Control genes for the nCounter Analysis System were chosen for each cell type on the basis of consistent expression across samples in the large, cell-type-specific microarray datasets described above. RMA-preprocessed datasets were separated by batch, and the variance of each gene calculated across all samples. Gene variances were then averaged across batches. Examining average variance versus mean expression revealed low variance at very high expression levels, suggesting array saturation or preprocessing compression effects (see Additional file 2). In order to select control genes that were well-expressed but not completely saturated, we filtered for genes with mean microarray expression values between 8 and 12 (see Additional file 2 for variance-expression relationship). These genes were then sorted by average within-batch variance, and control genes were chosen from the 2% with the lowest variance based on functional annotation suggesting stable, high expression in leukocytes (see Additional file 3). The use of two control genes per dataset was modelled after Reis et al. [34].

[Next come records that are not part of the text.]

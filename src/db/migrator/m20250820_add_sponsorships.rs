use sea_orm_migration::prelude::*;

#[derive(DeriveMigrationName)]
pub struct Migration;

#[async_trait::async_trait]
impl MigrationTrait for Migration {
    async fn up(&self, manager: &SchemaManager) -> Result<(), DbErr> {
        manager
            .create_table(
                Table::create()
                    .table(Sponsorships::Table)
                    .if_not_exists()
                    .col(
                        ColumnDef::new(Sponsorships::Id)
                            .integer()
                            .not_null()
                            .auto_increment()
                            .primary_key(),
                    )
                    .col(ColumnDef::new(Sponsorships::Email).string().not_null())
                    .col(ColumnDef::new(Sponsorships::Level).string().not_null())
                    .col(
                        ColumnDef::new(Sponsorships::Requirement)
                            .string()
                            .not_null()
                            .default(""),
                    )
                    .col(ColumnDef::new(Sponsorships::FirstName).string().not_null())
                    .col(ColumnDef::new(Sponsorships::LastName).string().not_null())
                    .col(ColumnDef::new(Sponsorships::Company).string().not_null())
                    .col(ColumnDef::new(Sponsorships::Address).string().not_null())
                    .col(ColumnDef::new(Sponsorships::ContactNumber).string().not_null())
                    .col(
                        ColumnDef::new(Sponsorships::Confirmed)
                            .boolean()
                            .not_null()
                            .default(false),
                    )
                    .col(
                        ColumnDef::new(Sponsorships::Feedback)
                            .string()
                            .not_null()
                            .default(""),
                    )
                    .col(ColumnDef::new(Sponsorships::CreatedAt).string().not_null())
                    .col(ColumnDef::new(Sponsorships::UpdatedAt).string().not_null())
                    .to_owned(),
            )
            .await?;

        manager
            .create_index(
                Index::create()
                    .name("idx_sponsorships_email")
                    .table(Sponsorships::Table)
                    .col(Sponsorships::Email)
                    .if_not_exists()
                    .to_owned(),
            )
            .await
    }

    async fn down(&self, manager: &SchemaManager) -> Result<(), DbErr> {
        manager
            .drop_table(Table::drop().table(Sponsorships::Table).to_owned())
            .await
    }
}

#[derive(Iden)]
enum Sponsorships {
    Table,
    Id,
    Email,
    Level,
    Requirement,
    FirstName,
    LastName,
    Company,
    Address,
    ContactNumber,
    Confirmed,
    Feedback,
    CreatedAt,
    UpdatedAt,
}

RNA was prepared for and run on the nCounter Analysis System (NanoString Technologies), according to the manufacturer’s protocol in a total of 6 runs over 8 days. To test for RNA degradation, several sentinel samples from each cell-type-specific dataset were examined by 2100 Bioanalyzer (Agilent Technologies, Inc) according to the manufacturer’s protocol. All sentinel samples were confirmed to be of good quality with RIN ≥ 9.5. One sample was duplicated in a separate nCounter run to evaluate reproducibility and run-specific effects (see Additional file 4). RNA was loaded at 100 ng per sample with the exception of one sample with low RNA yield; this was run at 59 ng and did not result in a low-count quality control flag. All hybridizations were 17 hours long, and all counts were gathered by scanning on HIGH mode for 280 fields of view per sample.

nCounter data processing

No nCounter samples were flagged by nSolverAnalysisSoftware (NanoString Technologies) for quality control. nCounter data was normalized for hybridization and counting efficiency in cell-type specific groups. Each sample was multiplicatively normalized to have the same geometric mean of nCounter-provided positive control probe counts. No normalization factors were outside the NanoString-recommended range of 0.3-3. Thresholds to identify expressed genes from background noise were then calculated as the median of the maxima of the negative control probe measurements for each cell type.

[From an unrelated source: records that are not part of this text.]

use super::ApiError;
use crate::constants::limits::MAX_PAGE_SIZE;

pub fn validate_id(resource: &str, id: i32) -> Result<i32, ApiError> {
    if id <= 0 {
        return Err(ApiError::validation(format!(
            "Invalid {} ID: {}. ID must be a positive integer",
            resource, id
        )));
    }
    Ok(id)
}

pub fn validate_page(page: u64) -> Result<u64, ApiError> {
    if page == 0 {
        return Err(ApiError::validation("Invalid page: pages start at 1"));
    }
    Ok(page)
}

pub fn validate_page_size(page_size: u64) -> Result<u64, ApiError> {
    const MIN_PAGE_SIZE: u64 = 1;

    if !(MIN_PAGE_SIZE..=MAX_PAGE_SIZE).contains(&page_size) {
        return Err(ApiError::validation(format!(
            "Invalid page_size: {}. Page size must be between {} and {}",
            page_size, MIN_PAGE_SIZE, MAX_PAGE_SIZE
        )));
    }
    Ok(page_size)
}

pub fn validate_email_param(email: &str) -> Result<&str, ApiError> {
    let trimmed = email.trim();
    if trimmed.is_empty() {
        return Err(ApiError::validation("Email is required"));
    }
    Ok(trimmed)
}
use sea_orm_migration::prelude::*;

#[derive(DeriveMigrationName)]
pub struct Migration;

#[async_trait::async_trait]
impl MigrationTrait for Migration {
    async fn up(&self, manager: &SchemaManager) -> Result<(), DbErr> {
        manager
            .create_table(
                Table::create()
                    .table(Courses::Table)
                    .if_not_exists()
                    .col(
                        ColumnDef::new(Courses::Id)
                            .integer()
                            .not_null()
                            .auto_increment()
                            .primary_key(),
                    )
                    .col(ColumnDef::new(Courses::Code).string().not_null().unique_key())
                    .col(ColumnDef::new(Courses::Name).string().not_null())
                    .col(ColumnDef::new(Courses::CreatedAt).string().not_null())
                    .to_owned(),
            )
            .await?;

        manager
            .create_table(
                Table::create()
                    .table(Countries::Table)
                    .if_not_exists()
                    .col(
                        ColumnDef::new(Countries::Id)
                            .integer()
                            .not_null()
                            .auto_increment()
                            .primary_key(),
                    )
                    .col(ColumnDef::new(Countries::Name).string().not_null().unique_key())
                    .col(ColumnDef::new(Countries::Code).string().not_null().default(""))
                    .col(ColumnDef::new(Countries::Latitude).double().null())
                    .col(ColumnDef::new(Countries::Longitude).double().null())
                    .to_owned(),
            )
            .await
    }

    async fn down(&self, manager: &SchemaManager) -> Result<(), DbErr> {
        manager
            .drop_table(Table::drop().table(Countries::Table).to_owned())
            .await?;
        manager
            .drop_table(Table::drop().table(Courses::Table).to_owned())
            .await
    }
}

#[derive(Iden)]
enum Courses {
    Table,
    Id,
    Code,
    Name,
    CreatedAt,
}

#[derive(Iden)]
enum Countries {
    Table,
    Id,
    Name,
    Code,
    Latitude,
    Longitude,
}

Selection of microarray probesets for comparison between platforms

Microarray probesets mapping to genes measured by the nCounter Analysis System were identified by Affymetrix GeneChip Human Gene ST Arrays Probeset Annotations Release 33.2. Where multiple probesets were available for a given gene, the probeset with the best target region overlap with the nCounter target region was chosen. Where all probesets were equivalent in overlap, one was chosen at random (see Additional file 5 for probeset mappings).

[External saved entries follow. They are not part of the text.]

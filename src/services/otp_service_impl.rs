//! `SeaORM` implementation of the `OtpService` trait.

use async_trait::async_trait;
use rand::Rng;
use std::sync::Arc;
use std::time::Duration;
use tracing::{info, warn};

use crate::clients::mail::Mailer;
use crate::constants::otp::{CODE_DIGITS, CODE_SPACE};
use crate::db::Store;
use crate::domain::{OtpPurpose, format_timestamp, is_valid_email, normalize_email, now_timestamp};
use crate::services::otp_service::{IssuedCode, OtpError, OtpService, Verification};

pub struct SeaOrmOtpService {
    store: Store,
    mailer: Arc<dyn Mailer>,
    validity: Duration,
}

impl SeaOrmOtpService {
    #[must_use]
    pub fn new(store: Store, mailer: Arc<dyn Mailer>, validity: Duration) -> Self {
        Self {
            store,
            mailer,
            validity,
        }
    }
}

fn parse_purpose(purpose: &str) -> Result<OtpPurpose, OtpError> {
    purpose
        .parse::<OtpPurpose>()
        .map_err(|e| OtpError::Validation(e.to_string()))
}

fn generate_code() -> String {
    let value = rand::rng().random_range(0..CODE_SPACE);
    format!("{value:0width$}", width = CODE_DIGITS)
}

#[async_trait]
impl OtpService for SeaOrmOtpService {
    async fn issue_code(&self, email: &str, purpose: &str) -> Result<IssuedCode, OtpError> {
        let purpose = parse_purpose(purpose)?;
        let email = normalize_email(email);
        if email.is_empty() {
            return Err(OtpError::Validation("Email is required".to_string()));
        }
        if !is_valid_email(&email) {
            return Err(OtpError::Validation("Invalid email address".to_string()));
        }

        let validity = chrono::Duration::from_std(self.validity)
            .map_err(|e| OtpError::Validation(format!("Invalid validity window: {e}")))?;
        let expires_at = format_timestamp(chrono::Utc::now() + validity);
        let code = generate_code();

        let row = self
            .store
            .otp_repo()
            .insert(&email, &code, purpose, &expires_at)
            .await?;

        metrics::counter!("otp_issued_total", "purpose" => purpose.as_str()).increment(1);

        if let Err(e) = self
            .mailer
            .send_verification_code(&email, &code, purpose, self.validity)
            .await
        {
            warn!(
                event = "otp_delivery_failed",
                otp_id = row.id,
                purpose = %purpose,
                error = %e,
                "Verification code stored but not delivered"
            );
            return Err(OtpError::Delivery(e.to_string()));
        }

        info!(event = "otp_issued", otp_id = row.id, purpose = %purpose, "Verification code sent");

        Ok(IssuedCode {
            id: row.id,
            email,
            purpose,
            code,
            expires_at: row.expires_at,
        })
    }

    async fn consume_code(
        &self,
        email: &str,
        code: &str,
        purpose: &str,
    ) -> Result<Verification, OtpError> {
        let purpose = parse_purpose(purpose)?;
        let email = normalize_email(email);
        let code = code.trim();
        if email.is_empty() || code.is_empty() {
            return Err(OtpError::Validation(
                "Email and code are required".to_string(),
            ));
        }

        let repo = self.store.otp_repo();
        let Some(row) = repo
            .find_active(&email, code, purpose, &now_timestamp())
            .await?
        else {
            return Err(OtpError::InvalidCode);
        };

        if !repo.mark_used(row.id).await? {
            return Err(OtpError::InvalidCode);
        }

        metrics::counter!("otp_verified_total", "purpose" => purpose.as_str()).increment(1);
        info!(event = "otp_verified", otp_id = row.id, purpose = %purpose, "Verification code consumed");

        Ok(Verification {
            verification_id: row.id,
            email,
            purpose,
        })
    }

    async fn sweep_expired(&self) -> Result<u64, OtpError> {
        let removed = self.store.sweep_expired_otps().await?;

        metrics::counter!("otp_swept_total").increment(removed);
        if removed > 0 {
            info!(event = "otp_swept", removed, "Deleted expired verification codes");
        }

        Ok(removed)
    }
}

#[cfg(test)]
mod tests {
    use super::*;

    #[test]
    fn codes_are_four_zero_padded_digits() {
        for _ in 0..200 {
            let code = generate_code();
            assert_eq!(code.len(), 4);
            assert!(code.chars().all(|c| c.is_ascii_digit()));
        }
    }

    #[test]
    fn unknown_purpose_is_a_validation_error() {
        assert!(matches!(parse_purpose("login"), Err(OtpError::Validation(_))));
        assert_eq!(parse_purpose("sponsorship").ok(), Some(OtpPurpose::Sponsorship));
    }
}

Correlation between platforms

nCounter data was log-transformed and normalized to either a single, or to the mean of two, log-transformed control gene measurements. Where indicated, microarray expression values were similarly normalized to single or multiple control gene expression values. The two platforms were compared by Pearson correlation of each gene across samples.

Log-ratio accuracy and precision analysis

Signal detection slopes were calculated by taking the slope of a linear model fit to log-transformed microarray expression values versus log-transformed, control-gene-normalized nCounter measurements. Although spline-fitted curves are often used for similar spike-in experiments to allow for expression-level dependencies, expression of each gene is generally contained within a smaller range than spike-in controls, and therefore we found it appropriate to use linear regression for each individual gene. For this analysis, each nCounter dataset was normalized to two cell-type-specific control genes, while microarray datasets were not normalized to control genes. Noise in unexpressed microarray probesets was examined by measuring the standard deviation of all possible microarray log-ratios between pairs of samples for each gene in one of two sets: 1) all genes called unexpressed by the nCounter; and 2) all genes called invariant across samples by the nCounter (log-transformed, control-gene-normalized nCounter variance < 0.1) but strictly unsaturated on the microarray (microarray expression value median < 11, see Additional file 2).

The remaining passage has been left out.